India is one of the world’s most heavily-populated countries, being second only to China in numbers, but apart from the well-known political and public figures, there is little awareness amongst the wider public in how India governs itself, both in terms of religion, politics and social structure. The main religion in India is Hinduism, and the social structure which has emerged from this belief structure is the “Caste” system, whereby a religion is allowed to dictate that people are only allowed to do certain jobs, marry certain women, and even are dictated how they are treated after their deaths. For the upper circles, who are known as ‘Brahmin’, the professions are religious priests, political and military leaders; land owners are from the ‘Kshatriya’ caste, the vast majority of laborers, artisans and technicians are ‘Shudra’; but the one “Caste” which is not well publicised or even acknowledged are the “Harijan”, otherwise known as the Dalits, or “Untouchables”. These people, sentenced by, and at birth, to be sewage workers, cleaners of filth and human refuse, number some twenty percent of the population, and in a country which prides itself upon it’s democratic roots and government, it is indeed a strange commentary that one-fifth of it’s population is barred from rising out of the sewers and into everyday life!

Although the actual discriminatory process against the ‘Dalits’ was outlawed by the first Independent Indian parliament, in practice this abuse of their ordinary rights as human beings has persisted, and in many areas grown stronger, as the ruling Hindu parties, whether in or out of power, all subscribe to the casual barring of some 220 million Indians from just about all state higher education, all technical education, most jobs which are not akin to the allegedly “unclean” tasks such as sewage workers or latrine cleaners. In many cafes or restaurants, separate glasses are kept for the Dalits, just in case a ‘higher caste’ person is defiled by contact with a “Dirty Dalit”. One Dalit who managed to attain a higher education was severely beaten by his classmates for daring to achieve a higher marks than they did. A practice for certain ‘higher-caste’ people in earlier times was to actually send servants down a road to ensure that they would bot be contaminated by a Dalit’s gaze, never mind his presence.

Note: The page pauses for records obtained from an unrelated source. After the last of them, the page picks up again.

//! Scripted fakes shared by the unit tests.

use std::collections::VecDeque;
use std::sync::{Arc, Mutex};
use std::time::Duration;

use crate::client::{Connector, GenericModbusClient};
use crate::error::{ModbusError, ModbusResult};
use crate::protocol::{ModbusFunction, ModbusRequest, ModbusResponse, SlaveId};
use crate::transport::{ModbusTransport, TransportStats};

#[derive(Default)]
struct Script {
    /// Pre-configured responses (FIFO queue)
    responses: VecDeque<ModbusResult<ModbusResponse>>,
    /// Records all requests received
    requests: Vec<ModbusRequest>,
    /// Pre-configured connect outcomes; empty means success
    connect_results: VecDeque<ModbusResult<()>>,
    /// How long every connect attempt takes
    connect_delay: Duration,
    connects: usize,
    closes: usize,
    /// Bumped to invalidate every open transport
    epoch: u64,
}

/// A fake device shared between a connector and the transports it creates.
#[derive(Clone, Default)]
pub struct MockDevice {
    script: Arc<Mutex<Script>>,
}

impl MockDevice {
    pub fn new() -> Self {
        Self::default()
    }

    /// Add a response to the queue
    pub fn add_response(&self, response: ModbusResult<ModbusResponse>) {
        self.script.lock().unwrap().responses.push_back(response);
    }

    /// Queue a successful register block for `function`
    pub fn add_registers(&self, function: ModbusFunction, values: &[u16]) {
        self.add_response(Ok(register_response(1, function, values)));
    }

    /// Queue `count` connection-level failures
    pub fn add_connection_faults(&self, count: usize) {
        for _ in 0..count {
            self.add_response(Err(ModbusError::connection("Simulated reset")));
        }
    }

    /// Queue the outcome of the next connect attempt
    pub fn add_connect_result(&self, result: ModbusResult<()>) {
        self.script.lock().unwrap().connect_results.push_back(result);
    }

    /// Make every connect attempt take `delay`
    pub fn set_connect_delay(&self, delay: Duration) {
        self.script.lock().unwrap().connect_delay = delay;
    }

    /// Make every open transport report itself as disconnected
    pub fn drop_connections(&self) {
        self.script.lock().unwrap().epoch += 1;
    }

    /// Get recorded requests for verification
    pub fn get_requests(&self) -> Vec<ModbusRequest> {
        self.script.lock().unwrap().requests.clone()
    }

    pub fn connects(&self) -> usize {
        self.script.lock().unwrap().connects
    }

    pub fn closes(&self) -> usize {
        self.script.lock().unwrap().closes
    }

    pub fn pending_responses(&self) -> usize {
        self.script.lock().unwrap().responses.len()
    }

    fn epoch(&self) -> u64 {
        self.script.lock().unwrap().epoch
    }
}

/// Mock transport replaying the device script
pub struct MockTransport {
    device: MockDevice,
    epoch: u64,
    connected: bool,
}

impl MockTransport {
    /// A transport with its own private device
    pub fn new() -> Self {
        Self::attach(MockDevice::new())
    }

    pub fn attach(device: MockDevice) -> Self {
        let epoch = device.epoch();
        Self {
            device,
            epoch,
            connected: true,
        }
    }

    pub fn add_response(&self, response: ModbusResult<ModbusResponse>) {
        self.device.add_response(response);
    }

    pub fn get_requests(&self) -> Vec<ModbusRequest> {
        self.device.get_requests()
    }
}

impl ModbusTransport for MockTransport {
    async fn request(&mut self, request: &ModbusRequest) -> ModbusResult<ModbusResponse> {
        if !self.is_connected() {
            return Err(ModbusError::connection("Mock transport is disconnected"));
        }

        let response = {
            let mut script = self.device.script.lock().unwrap();
            script.requests.push(request.clone());
            script
                .responses
                .pop_front()
                .unwrap_or_else(|| Err(ModbusError::connection("No response prepared in mock")))
        };

        if let Err(e) = &response {
            if e.is_connection_fault() {
                self.connected = false;
            }
        }
        response
    }

    fn is_connected(&self) -> bool {
        self.connected && self.epoch == self.device.epoch()
    }

    async fn close(&mut self) -> ModbusResult<()> {
        self.connected = false;
        self.device.script.lock().unwrap().closes += 1;
        Ok(())
    }

    fn get_stats(&self) -> TransportStats {
        TransportStats::default()
    }
}

/// Connector handing out [`MockTransport`]s bound to one device
#[derive(Clone, Default)]
pub struct MockConnector {
    pub device: MockDevice,
}

impl MockConnector {
    pub fn new(device: MockDevice) -> Self {
        Self { device }
    }
}

impl Connector for MockConnector {
    type Client = GenericModbusClient<MockTransport>;

    async fn connect(&self) -> ModbusResult<Self::Client> {
        let (outcome, delay) = {
            let mut script = self.device.script.lock().unwrap();
            script.connects += 1;
            let outcome = script.connect_results.pop_front().unwrap_or(Ok(()));
            (outcome, script.connect_delay)
        };
        if !delay.is_zero() {
            tokio::time::sleep(delay).await;
        }
        outcome?;
        Ok(GenericModbusClient::new(MockTransport::attach(self.device.clone())))
    }

    fn target(&self) -> String {
        "mock:502".to_string()
    }
}

/// Create a FC03/FC04 (read registers) response with byte_count prefix
pub fn register_response(slave_id: SlaveId, function: ModbusFunction, values: &[u16]) -> ModbusResponse {
    let byte_count = (values.len() * 2) as u8;
    let mut data = Vec::with_capacity(1 + values.len() * 2);
    data.push(byte_count);
    for &val in values {
        data.extend_from_slice(&val.to_be_bytes());
    }
    ModbusResponse::new_success(slave_id, function, data)
}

One of the two most famous ‘Untouchables’ was Dr. Babasaheb Ambedkar, a mild-mannered but strong opponent of all discrimination, who was elected to the Constituent Assembly by the Bombay Legislature Congress Party. Dr Ambedkar joined Nehru’s Cabinet. He became the First Law Minister of Independent India and helped write India’s Constitution. His one regret was that he did not persuade Ghandi to support stronger anti-discrimination legislation, but his attempts were blocked by strong Hindu opposition. In his later years, he saw that opposition to the emancipation of his fellow ‘Dalits’ become further entrenched, despite the supposed end of discrimination.

The other political firebrand was one Kanshi Ram, who attempted to build his own political power base within the ‘Dalit’ community, and in fact managed to engineer the election of a Dalit woman, Mayawati, as chief minister in Uttar Pradesh, but has since accepted before his death that no one “Untouchable” organization is capable of coming to terms with the aspirations of a quarter-billion people!

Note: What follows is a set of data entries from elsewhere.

//! Modbus protocol constants and poller defaults
//!
//! Protocol constants are derived from the official Modbus specification:
//! - Maximum PDU size: 253 bytes (inherited from RS485 ADU limit of 256 bytes)
//! - Register limits are calculated to fit within the PDU size constraint
//!
//! Poller defaults describe the engine behaviour when nothing is configured.

// ============================================================================
// Frame Size Constants
// ============================================================================

/// Modbus MBAP header length for TCP
/// Format: Transaction ID(2) + Protocol ID(2) + Length(2) = 6 bytes
/// Note: Unit ID is counted by the Length field, not by the header
pub const MBAP_HEADER_LEN: usize = 6;

/// Maximum PDU (Protocol Data Unit) size per Modbus specification
/// RS485 ADU (256 bytes) - Slave Address (1 byte) - CRC (2 bytes) = 253 bytes
pub const MAX_PDU_SIZE: usize = 253;

/// Maximum MBAP length field value (Unit ID + PDU)
/// = 1 (Unit ID) + 253 (Max PDU) = 254 bytes
pub const MAX_MBAP_LENGTH: usize = 1 + MAX_PDU_SIZE;

/// MBAP protocol identifier, always zero for Modbus
pub const MBAP_PROTOCOL_ID: u16 = 0;

// ============================================================================
// Register Operation Limits
// ============================================================================

/// Maximum number of registers for FC03/FC04 (Read Holding/Input Registers)
///
/// Calculation for response PDU:
/// - Function Code: 1 byte
/// - Byte Count: 1 byte
/// - Register Data: N × 2 bytes
/// - Total: 1 + 1 + (N × 2) ≤ 253
/// - Therefore: N ≤ (253 - 2) / 2 = 125.5 → 125 registers
pub const MAX_READ_REGISTERS: usize = 125;

// ============================================================================
// Modbus Function Codes
// ============================================================================

/// Read Holding Registers (FC03)
pub const FC_READ_HOLDING_REGISTERS: u8 = 0x03;

/// Read Input Registers (FC04)
pub const FC_READ_INPUT_REGISTERS: u8 = 0x04;

/// Bit set on the function code of an exception response
pub const EXCEPTION_FLAG: u8 = 0x80;

// ============================================================================
// Modbus Exception Codes
// ============================================================================

/// Illegal Function
pub const EXCEPTION_ILLEGAL_FUNCTION: u8 = 0x01;

/// Illegal Data Address
pub const EXCEPTION_ILLEGAL_DATA_ADDRESS: u8 = 0x02;

/// Illegal Data Value
pub const EXCEPTION_ILLEGAL_DATA_VALUE: u8 = 0x03;

/// Server Device Failure
pub const EXCEPTION_SERVER_DEVICE_FAILURE: u8 = 0x04;

/// Acknowledge
pub const EXCEPTION_ACKNOWLEDGE: u8 = 0x05;

/// Server Device Busy
pub const EXCEPTION_SERVER_DEVICE_BUSY: u8 = 0x06;

/// Memory Parity Error
pub const EXCEPTION_MEMORY_PARITY_ERROR: u8 = 0x08;

/// Gateway Path Unavailable
pub const EXCEPTION_GATEWAY_PATH_UNAVAILABLE: u8 = 0x0A;

/// Gateway Target Device Failed to Respond
pub const EXCEPTION_GATEWAY_TARGET_FAILED: u8 = 0x0B;

// ============================================================================
// Poller Defaults
// ============================================================================

/// Modbus TCP default port
pub const DEFAULT_TCP_PORT: u16 = 502;

/// Default unit (slave) identifier
pub const DEFAULT_UNIT_ID: u8 = 1;

/// Default connect and per-request timeout (5 seconds)
pub const DEFAULT_TIMEOUT_MS: u64 = 5000;

/// Default delay between two registers of the same pass
pub const DEFAULT_REGISTER_DELAY_MS: u64 = 100;

/// Default delay between two passes when looping
pub const DEFAULT_LOOP_DELAY_MS: u64 = 1000;

/// Seed value of the running latency average
pub const DEFAULT_INITIAL_AVERAGE_MS: f64 = 100.0;

/// Weight of the newest sample in the running latency average
pub const DEFAULT_SMOOTHING_FACTOR: f64 = 0.05;

/// Consecutive connection-level read failures tolerated before giving up
pub const MAX_CONSECUTIVE_FAILURES: u32 = 5;

// ============================================================================
// Symbolic Result Messages
// ============================================================================

/// Device declined the read (exception response or mismatched reply)
pub const MSG_REGISTER_NOT_FOUND: &str = "REGISTER NOT FOUND";

/// Device reachable but did not answer in time
pub const MSG_IO_TIMEOUT: &str = "I/O ERROR (TIMEOUT)";

/// Encoding tag not understood
pub const MSG_FORMAT_NOT_SUPPORTED: &str = "FORMAT NOT SUPPORTED";

/// Register block too short for the requested encoding
pub const MSG_DECODE_FAILED: &str = "DECODE FAILED";

/// Function column is neither 3 nor 4
pub const MSG_FUNCTION_NOT_SUPPORTED: &str = "FUNCTION NOT SUPPORTED";

#[cfg(test)]
mod tests {
    use super::*;

    #[test]
    fn test_frame_size_constants() {
        assert_eq!(MBAP_HEADER_LEN, 6);
        assert_eq!(MAX_PDU_SIZE, 253);
        assert_eq!(MAX_MBAP_LENGTH, 254);
    }

    #[test]
    fn test_register_limits() {
        let read_pdu_size = 1 + 1 + (MAX_READ_REGISTERS * 2);
        assert!(read_pdu_size <= MAX_PDU_SIZE);
        assert_eq!(MAX_READ_REGISTERS, 125);
    }

    #[test]
    fn test_poller_defaults() {
        assert!(DEFAULT_SMOOTHING_FACTOR > 0.0 && DEFAULT_SMOOTHING_FACTOR <= 1.0);
        assert_eq!(MAX_CONSECUTIVE_FAILURES, 5);
        assert_eq!(FC_READ_HOLDING_REGISTERS | EXCEPTION_FLAG, 0x83);
    }
}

So the next tactic of hundreds of thousands of Dalits is to convert to Buddhism; the thinking being that if they are no longer ‘Dalit’ in practice, they cannot be discriminated against, and it would be seen as doubly illegal for any to discriminate against a separate religion. They seem to have struck a nerve, because Hindi political parties in several Indian states are preparing legislation which would prevent any Hindu departing from their religion and accepting another God. Rajahstan and Madyha Pradesh have already introduced civil laws which would prevent any Dalit from leaving Hinduism without registering first with the state government, and Gujarat, a hardline Hindu state, is considering introducing a law which states that Buddhism is a version of Hinduism, so desperate are the traditional Hindu people to keep in servitude millions of their fellow countrymen.

So here we stand, in the second most populous country on earth, with the prospect of ‘affirmative action’ as one political solution proposed for all commerce in India, where any factory, office or workshop would have to employ a percentage of ‘Dalits’ in order to comply with the law, when it is almost universally accepted that ’Quotas’ never have, and never will, work. Why ‘affirmative action’? Because it’s a politician’s dream, to lay the burden for their stupidity and cupidity on someone else’s shoulders, because they couldn’t or wouldn’t grasp the thorny problem of stating, “No discrimination based on birth, color, belief or way of life is lawful, and thus shall not be allowed!” That is the solution, but it will be many years before the wider world sees an Indian “Untouchable” as a possible Prime Minister, if ever!

First offered for publication in OHMYNews, but since a couple of Indians didn’t like the tone, it was turned down!

2 thoughts on “A quarter of a billion outcasts!

  1. The tone is very mild compared to the indignities heaped on the bottom of the heap, living a rotten life. For some people it is not strange but natural.